- What you will do -
Copy all lines below that use the word "contains".

(Collected data)
________

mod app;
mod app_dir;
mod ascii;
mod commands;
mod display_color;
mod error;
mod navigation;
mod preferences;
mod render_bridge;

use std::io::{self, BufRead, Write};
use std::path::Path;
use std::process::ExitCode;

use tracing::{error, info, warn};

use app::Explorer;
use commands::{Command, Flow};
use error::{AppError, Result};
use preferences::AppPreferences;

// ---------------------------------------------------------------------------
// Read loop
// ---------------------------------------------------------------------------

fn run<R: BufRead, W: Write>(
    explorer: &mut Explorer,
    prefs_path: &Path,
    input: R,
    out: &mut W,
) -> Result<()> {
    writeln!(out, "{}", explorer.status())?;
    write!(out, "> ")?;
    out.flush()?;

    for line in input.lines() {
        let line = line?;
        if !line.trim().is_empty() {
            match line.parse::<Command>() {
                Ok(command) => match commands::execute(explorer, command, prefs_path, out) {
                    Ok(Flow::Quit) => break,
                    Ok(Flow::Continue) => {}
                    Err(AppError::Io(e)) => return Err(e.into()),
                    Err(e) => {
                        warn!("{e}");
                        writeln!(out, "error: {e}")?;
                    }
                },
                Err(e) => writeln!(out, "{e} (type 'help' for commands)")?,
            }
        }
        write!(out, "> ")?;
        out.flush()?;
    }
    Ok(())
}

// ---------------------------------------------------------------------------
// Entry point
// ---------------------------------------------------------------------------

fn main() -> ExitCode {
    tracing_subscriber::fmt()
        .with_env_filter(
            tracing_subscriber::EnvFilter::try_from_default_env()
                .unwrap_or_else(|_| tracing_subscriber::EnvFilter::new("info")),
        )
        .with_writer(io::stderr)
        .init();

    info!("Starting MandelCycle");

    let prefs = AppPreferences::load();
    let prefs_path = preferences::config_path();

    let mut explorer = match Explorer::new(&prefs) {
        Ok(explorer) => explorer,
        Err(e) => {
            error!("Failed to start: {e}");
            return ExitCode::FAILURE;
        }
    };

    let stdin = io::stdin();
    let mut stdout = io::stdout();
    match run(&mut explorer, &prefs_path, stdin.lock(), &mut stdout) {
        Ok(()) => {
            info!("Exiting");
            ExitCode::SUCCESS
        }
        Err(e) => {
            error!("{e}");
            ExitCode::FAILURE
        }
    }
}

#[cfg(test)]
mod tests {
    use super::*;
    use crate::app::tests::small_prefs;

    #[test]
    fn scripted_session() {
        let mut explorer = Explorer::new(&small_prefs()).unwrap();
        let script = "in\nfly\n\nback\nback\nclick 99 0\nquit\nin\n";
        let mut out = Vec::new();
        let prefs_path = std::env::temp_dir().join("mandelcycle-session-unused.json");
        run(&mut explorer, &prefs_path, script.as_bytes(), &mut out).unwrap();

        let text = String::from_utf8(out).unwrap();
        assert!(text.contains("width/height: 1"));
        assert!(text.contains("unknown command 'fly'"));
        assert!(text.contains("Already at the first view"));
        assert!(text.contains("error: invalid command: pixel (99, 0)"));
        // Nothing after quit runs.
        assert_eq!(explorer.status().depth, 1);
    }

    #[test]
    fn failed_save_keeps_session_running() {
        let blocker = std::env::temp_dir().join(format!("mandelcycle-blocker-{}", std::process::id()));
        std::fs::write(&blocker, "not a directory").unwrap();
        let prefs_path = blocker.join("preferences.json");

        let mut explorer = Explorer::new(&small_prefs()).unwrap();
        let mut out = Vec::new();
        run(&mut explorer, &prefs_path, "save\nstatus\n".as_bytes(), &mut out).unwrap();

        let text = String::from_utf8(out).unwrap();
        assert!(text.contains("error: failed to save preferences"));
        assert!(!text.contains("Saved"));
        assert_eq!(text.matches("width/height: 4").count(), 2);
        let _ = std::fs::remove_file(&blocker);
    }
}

________

- Written answer -
        assert!(text.contains("width/height: 1"));
        assert!(text.contains("unknown command 'fly'"));
        assert!(text.contains("Already at the first view"));
        assert!(text.contains("error: invalid command: pixel (99, 0)"));
        assert!(text.contains("error: failed to save preferences"));
        assert!(!text.contains("Saved"));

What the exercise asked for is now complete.